Questa chiarezza e semplicità, di intenzione e di narrazione, ci permettiamo di dire, sembra essere il limite principale di questo pregevole lavoro. La pulizia del racconto, la dimensione surreale che non scade mai nella gratuità del non-sense, ma che invece aggiunge valori simbolici e onirici, a volte rimbalza addosso allo spettatore un senso di perfezione esageratamente meccanica e calcolata, priva del sentimento capace di generare empatia e quindi comprensione ed affetto verso il protagonista.
Evidente come ciò che abbiamo definito limite è, almeno in parte, un sentimento di freddezza funzionale alla vicenda. Non secondario deve essere stato, data la moltitudine di piani ravvicinati, il lavoro effettuato sul corpo dei personaggi e la ricerca di quei due particolari volti: gli ungheresi Márton Kristóf (il figlio, dai lineamenti vagamente keatoniani) e László Gálffi (il padre). Volti a tratti così straordinariamente inespressivi e insignificanti da ben figurare la tremenda soggezione che aleggia sopra Mózes e che intrappola tutta la comunità. Un ulteriore elemento significativo si trova nello spazio in cui si muovono i personaggi: uno spazio impacchettato in un cielo sempre cupo e plumbeo, in un clima freddo e angosciante che perfettamente si addice alla personalità insensibile del padre. A tal proposito si veda la sequenza iniziale nella clinica (un’opaca luce verde al neon nel corridoio) o quella della cena (in cui il figlio vegetariano viene obbligato a mangiare la carne) o, ancora, quella relativa alla seguente gelida gita a pesca. Limite quindi trascurabile nell’insieme dell’opera.
Il percorso di maturazione di Mózes attraversa situazioni surreali (si veda la figura del meccanico esperto di spiritismo) e incontra figure simboliche (i due animali presenti nel titolo e il pitbull del Decano, la solita macchina della polizia che a volte si ripresenta) a volte anche estremamente complesse o di non facile interpretazione, ma che comunque non perdono la possibilità di una forte pertinenza alla narrazione.

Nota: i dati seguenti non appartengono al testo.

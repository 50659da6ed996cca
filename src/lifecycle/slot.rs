//! Write-once shared slot.

use std::sync::Arc;

use arc_swap::ArcSwapOption;

use crate::error::PluginError;

/// Holds at most one value for the process lifetime.
///
/// The single write is a compare-and-swap against the empty state, so a
/// second `set` fails even when two writers race. Reads are lock-free.
pub struct SetOnce<T> {
    cell: ArcSwapOption<T>,
}

impl<T> SetOnce<T> {
    pub fn new() -> Self {
        Self {
            cell: ArcSwapOption::empty(),
        }
    }

    /// Store `value`. Fails with `DoubleInitialization` if already set.
    pub fn set(&self, value: Arc<T>) -> Result<(), PluginError> {
        let previous = self.cell.compare_and_swap(&None::<Arc<T>>, Some(value));
        if previous.is_some() {
            return Err(PluginError::DoubleInitialization);
        }
        Ok(())
    }

    /// Read the stored value. Fails with `UninitializedState` before `set`.
    pub fn get(&self) -> Result<Arc<T>, PluginError> {
        self.cell.load_full().ok_or(PluginError::UninitializedState)
    }

    pub fn is_set(&self) -> bool {
        self.cell.load().is_some()
    }
}

impl<T> Default for SetOnce<T> {
    fn default() -> Self {
        Self::new()
    }
}

impl<T> std::fmt::Debug for SetOnce<T> {
    fn fmt(&self, f: &mut std::fmt::Formatter<'_>) -> std::fmt::Result {
        f.debug_struct("SetOnce").field("set", &self.is_set()).finish()
    }
}
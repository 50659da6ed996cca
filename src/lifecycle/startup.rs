//! Node assembly.
//!
//! # Responsibilities
//! - Register built-in and plugin settings with the live store
//! - Validate startup settings before anything is built
//! - Call the plugin hooks in order and route live settings updates
//!
//! # Design Decisions
//! - Fail fast: any startup error is fatal
//! - The live settings watcher starts only after `on_start` succeeded

use std::path::Path;
use std::sync::Arc;
use std::time::Duration;

use notify::RecommendedWatcher;
use tokio::sync::{broadcast, mpsc};

use crate::cluster::PluginServices;
use crate::config::gate::OTEL_DATA_ENABLED;
use crate::config::live::LiveSettings;
use crate::config::loader::load_settings;
use crate::config::validation::validate_settings;
use crate::config::watcher::SettingsWatcher;
use crate::config::{NodeConfig, SettingDescriptor, Settings};
use crate::error::{NodeError, PluginError};
use crate::lifecycle::plugin::Plugin;
use crate::lifecycle::shutdown::Shutdown;

/// A running node hosting one plugin.
pub struct Node {
    config: NodeConfig,
    live: Arc<LiveSettings>,
    plugin: Box<dyn Plugin>,
    shutdown: Shutdown,
}

impl std::fmt::Debug for Node {
    fn fmt(&self, f: &mut std::fmt::Formatter<'_>) -> std::fmt::Result {
        f.debug_struct("Node")
            .field("name", &self.config.node.name)
            .field("plugin", &self.plugin.name())
            .finish_non_exhaustive()
    }
}

impl Node {
    /// Settings the node itself owns.
    pub fn builtin_settings() -> Vec<SettingDescriptor> {
        vec![OTEL_DATA_ENABLED.descriptor()]
    }

    /// Assemble the node and start its plugin.
    ///
    /// `services` carries the cluster handles; the node adds the startup
    /// settings and the live settings store before handing it over.
    pub fn start(
        config: NodeConfig,
        services: PluginServices,
        plugin: Box<dyn Plugin>,
    ) -> Result<Self, NodeError> {
        let settings = config.settings();
        let live = Arc::new(LiveSettings::new(settings.clone()));
        for descriptor in Self::builtin_settings()
            .into_iter()
            .chain(plugin.exposed_config_keys())
        {
            live.register(descriptor);
        }

        validate_settings(&settings, &live.registered()).map_err(NodeError::Settings)?;

        let services = services
            .with_settings(settings)
            .with_live_settings(Arc::clone(&live));
        plugin.on_start(&services)?;

        tracing::info!(
            node = %config.node.name,
            plugin = plugin.name(),
            "Node started"
        );

        Ok(Self {
            config,
            live,
            plugin,
            shutdown: Shutdown::new(),
        })
    }

    pub fn config(&self) -> &NodeConfig {
        &self.config
    }

    pub fn live_settings(&self) -> &Arc<LiveSettings> {
        &self.live
    }

    /// Apply a live settings snapshot directly.
    pub fn apply_settings(&self, update: Settings) {
        apply_snapshot(&self.live, update);
    }

    /// Load `path` once, then watch it and apply every change.
    ///
    /// Must be called inside a tokio runtime. Keep the returned watcher alive.
    pub fn watch_live_settings(&self, path: &Path) -> Result<RecommendedWatcher, NodeError> {
        if path.exists() {
            self.apply_settings(load_settings(path)?);
        }

        let poll_interval = Duration::from_secs(self.config.live_settings.poll_interval_secs);
        let (watcher, updates) = SettingsWatcher::new(path, poll_interval);
        let handle = watcher.run()?;

        tokio::spawn(apply_updates(
            Arc::clone(&self.live),
            updates,
            self.shutdown.subscribe(),
        ));
        Ok(handle)
    }

    /// Stop background tasks and close the plugin.
    pub fn close(self) -> Result<(), PluginError> {
        self.shutdown.trigger();
        self.plugin.on_close()?;
        tracing::info!(node = %self.config.node.name, "Node closed");
        Ok(())
    }
}

async fn apply_updates(
    live: Arc<LiveSettings>,
    mut updates: mpsc::UnboundedReceiver<Settings>,
    mut shutdown: broadcast::Receiver<()>,
) {
    loop {
        tokio::select! {
            update = updates.recv() => match update {
                Some(update) => apply_snapshot(&live, update),
                None => break,
            },
            _ = shutdown.recv() => break,
        }
    }
    tracing::debug!("Live settings updates stopped");
}

fn apply_snapshot(live: &LiveSettings, update: Settings) {
    let report = live.apply(update);
    if !report.rejected.is_empty() {
        tracing::warn!(
            rejected = report.rejected.len(),
            "Some live settings were rejected"
        );
    }
    tracing::debug!(changed = ?report.changed, "Applied live settings");
}

/// Wait for Ctrl-C.
pub async fn shutdown_signal() -> std::io::Result<()> {
    tokio::signal::ctrl_c().await?;
    tracing::info!("Shutdown signal received");
    Ok(())
}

Questi elementi si confondono col percorso di Mózes e ne diventano complementari: la colomba bianca riuscirà finalmente a volare; il pesce, dopo aver rischiato, tornerà libero nel lago; il pitbull, che fin dalla sua prima apparizione ha sempre costituito una minaccia per Mózes, verrà crudelmente giustiziato dalla sorella adottiva (la quale spesso gira munita di fucile, col benestare della polizia).

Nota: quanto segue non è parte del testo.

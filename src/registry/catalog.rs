//! The fixed set of OTel templates.
//!
//! Component templates come first: the index templates compose them and
//! the cluster rejects an index template whose components are missing.

use serde_json::Value;

use crate::cluster::{ContentRegistry, TemplateKind, JSON};
use crate::error::CodecError;

/// Version stamped into every template. Bump when any source changes.
pub const TEMPLATE_VERSION: u64 = 9;

/// Placeholder substituted with [`TEMPLATE_VERSION`].
pub const TEMPLATE_VERSION_VARIABLE: &str = "${xpack.oteldata.template.version}";

/// One template the registry maintains.
#[derive(Debug, Clone, Copy, PartialEq, Eq)]
pub struct TemplateConfig {
    pub kind: TemplateKind,
    pub name: &'static str,
    source: &'static str,
}

impl TemplateConfig {
    const fn component(name: &'static str, source: &'static str) -> Self {
        Self {
            kind: TemplateKind::Component,
            name,
            source,
        }
    }

    const fn index(name: &'static str, source: &'static str) -> Self {
        Self {
            kind: TemplateKind::Index,
            name,
            source,
        }
    }

    /// Render the source with the current version and parse it.
    pub fn load(&self, codec: &dyn ContentRegistry) -> Result<Value, CodecError> {
        let source = self
            .source
            .replace(TEMPLATE_VERSION_VARIABLE, &TEMPLATE_VERSION.to_string());
        codec.parse(JSON, &source)
    }
}

/// All templates in install order.
pub fn templates() -> &'static [TemplateConfig] {
    TEMPLATES
}

static TEMPLATES: &[TemplateConfig] = &[
    TemplateConfig::component(
        "otel@mappings",
        r#"{
          "version": ${xpack.oteldata.template.version},
          "template": {
            "mappings": {
              "dynamic": false,
              "date_detection": false,
              "properties": {
                "@timestamp": { "type": "date_nanos", "ignore_malformed": false },
                "observed_timestamp": { "type": "date_nanos" },
                "attributes": { "type": "passthrough", "dynamic": true, "priority": 10 },
                "resource": {
                  "properties": {
                    "attributes": { "type": "passthrough", "dynamic": true, "priority": 20 },
                    "dropped_attributes_count": { "type": "long" }
                  }
                },
                "scope": {
                  "properties": {
                    "name": { "type": "keyword", "ignore_above": 1024 },
                    "version": { "type": "keyword", "ignore_above": 1024 },
                    "attributes": { "type": "passthrough", "dynamic": true, "priority": 30 }
                  }
                },
                "data_stream": {
                  "properties": {
                    "type": { "type": "constant_keyword" },
                    "dataset": { "type": "constant_keyword" },
                    "namespace": { "type": "constant_keyword" }
                  }
                }
              }
            }
          },
          "_meta": { "description": "Base mappings for OTel data streams", "managed": true }
        }"#,
    ),
    TemplateConfig::component(
        "otel@settings",
        r#"{
          "version": ${xpack.oteldata.template.version},
          "template": {
            "settings": {
              "index": {
                "mode": "logsdb",
                "sort": { "field": ["resource.attributes.host.name", "@timestamp"] }
              }
            }
          },
          "_meta": { "description": "Base settings for OTel data streams", "managed": true }
        }"#,
    ),
    TemplateConfig::component(
        "semconv-resource-to-ecs@mappings",
        r#"{
          "version": ${xpack.oteldata.template.version},
          "template": {
            "mappings": {
              "properties": {
                "host.name": { "type": "alias", "path": "resource.attributes.host.name" },
                "service.name": { "type": "alias", "path": "resource.attributes.service.name" },
                "service.version": { "type": "alias", "path": "resource.attributes.service.version" }
              }
            }
          },
          "_meta": { "description": "Aliases from semantic conventions to ECS", "managed": true }
        }"#,
    ),
    TemplateConfig::component(
        "metrics-otel@mappings",
        r#"{
          "version": ${xpack.oteldata.template.version},
          "template": {
            "settings": { "index": { "mode": "time_series" } },
            "mappings": {
              "properties": {
                "metrics": { "type": "passthrough", "dynamic": true, "priority": 40, "time_series_dimension": false },
                "unit": { "type": "keyword", "time_series_dimension": true },
                "start_timestamp": { "type": "date_nanos" }
              }
            }
          },
          "_meta": { "description": "Mappings for OTel metrics", "managed": true }
        }"#,
    ),
    TemplateConfig::index(
        "logs-otel@template",
        r#"{
          "version": ${xpack.oteldata.template.version},
          "index_patterns": ["logs-*.otel-*"],
          "priority": 120,
          "data_stream": {},
          "allow_auto_create": true,
          "composed_of": ["otel@mappings", "otel@settings", "semconv-resource-to-ecs@mappings"],
          "template": {
            "mappings": {
              "properties": {
                "body": {
                  "properties": {
                    "text": { "type": "match_only_text" },
                    "structured": { "type": "flattened" }
                  }
                },
                "severity_text": { "type": "keyword" },
                "severity_number": { "type": "byte" },
                "trace_id": { "type": "keyword" },
                "span_id": { "type": "keyword" }
              }
            }
          },
          "_meta": { "description": "Default template for OTel logs", "managed": true }
        }"#,
    ),
    TemplateConfig::index(
        "metrics-otel@template",
        r#"{
          "version": ${xpack.oteldata.template.version},
          "index_patterns": ["metrics-*.otel-*"],
          "priority": 120,
          "data_stream": {},
          "allow_auto_create": true,
          "composed_of": ["otel@mappings", "semconv-resource-to-ecs@mappings", "metrics-otel@mappings"],
          "_meta": { "description": "Default template for OTel metrics", "managed": true }
        }"#,
    ),
    TemplateConfig::index(
        "traces-otel@template",
        r#"{
          "version": ${xpack.oteldata.template.version},
          "index_patterns": ["traces-*.otel-*"],
          "priority": 120,
          "data_stream": {},
          "allow_auto_create": true,
          "composed_of": ["otel@mappings", "otel@settings", "semconv-resource-to-ecs@mappings"],
          "template": {
            "mappings": {
              "properties": {
                "trace_id": { "type": "keyword" },
                "span_id": { "type": "keyword" },
                "parent_span_id": { "type": "keyword" },
                "name": { "type": "keyword" },
                "kind": { "type": "keyword" },
                "duration": { "type": "long" },
                "status": {
                  "properties": { "code": { "type": "keyword" } }
                }
              }
            }
          },
          "_meta": { "description": "Default template for OTel traces", "managed": true }
        }"#,
    ),
];

#[cfg(test)]
mod tests {
    use super::*;
    use crate::cluster::JsonContentRegistry;

    #[test]
    fn test_every_template_parses_with_version() {
        for template in templates() {
            let body = template
                .load(&JsonContentRegistry)
                .unwrap_or_else(|e| panic!("{} failed to parse: {}", template.name, e));
            assert_eq!(body["version"], TEMPLATE_VERSION, "{}", template.name);
            assert_eq!(body["_meta"]["managed"], true, "{}", template.name);
        }
    }

    #[test]
    fn test_components_precede_index_templates() {
        let first_index = templates()
            .iter()
            .position(|t| t.kind == TemplateKind::Index)
            .unwrap();
        assert!(templates()[first_index..]
            .iter()
            .all(|t| t.kind == TemplateKind::Index));
    }

    #[test]
    fn test_index_templates_only_compose_known_components() {
        let components: Vec<_> = templates()
            .iter()
            .filter(|t| t.kind == TemplateKind::Component)
            .map(|t| t.name)
            .collect();

        for template in templates().iter().filter(|t| t.kind == TemplateKind::Index) {
            let body = template.load(&JsonContentRegistry).unwrap();
            for composed in body["composed_of"].as_array().unwrap() {
                let name = composed.as_str().unwrap();
                assert!(components.contains(&name), "{} composes unknown {}", template.name, name);
            }
        }
    }
}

Se gli ambienti, i colori e i simboli svolgono un ruolo basilare nella riuscita dell’opera, non si può evitare di sottolineare la figura determinante di Angéla (la giovane attrice serba Andrea Petrik). Bionda, nettamente in contrasto con la tristezza prima descritta, col suo fascino selvaggio (ballando sensualmente sulle note di Dancing with Myself di Billy Idol) sedurrà Mózes (già maldestramente in cerca della “relazione seria”, attraverso un annuncio), sciogliendone la rigidità iniziale e trasformandolo infine in un soggetto attivo nella propria esistenza. È lei che tiene il pesce in vita, trovandogli una sistemazione temporanea. Azione non da poco se poi Mózes, nel finale, si addentrerà nel lago proprio per liberare lo stesso pesce dove lo aveva pescato e in questa circostanza incontrerà una giovane fanciulla, con la quale poter scambiare un sorriso. Un sorriso che, nel blu dell’acqua e del cielo soleggiato, è uno sguardo nuovo. Uno sguardo probabilmente maturo e sereno, consapevole del fatto che, come ci ricorda nei titoli di coda Belinda Carlisle, Heaven Is a Place on Earth.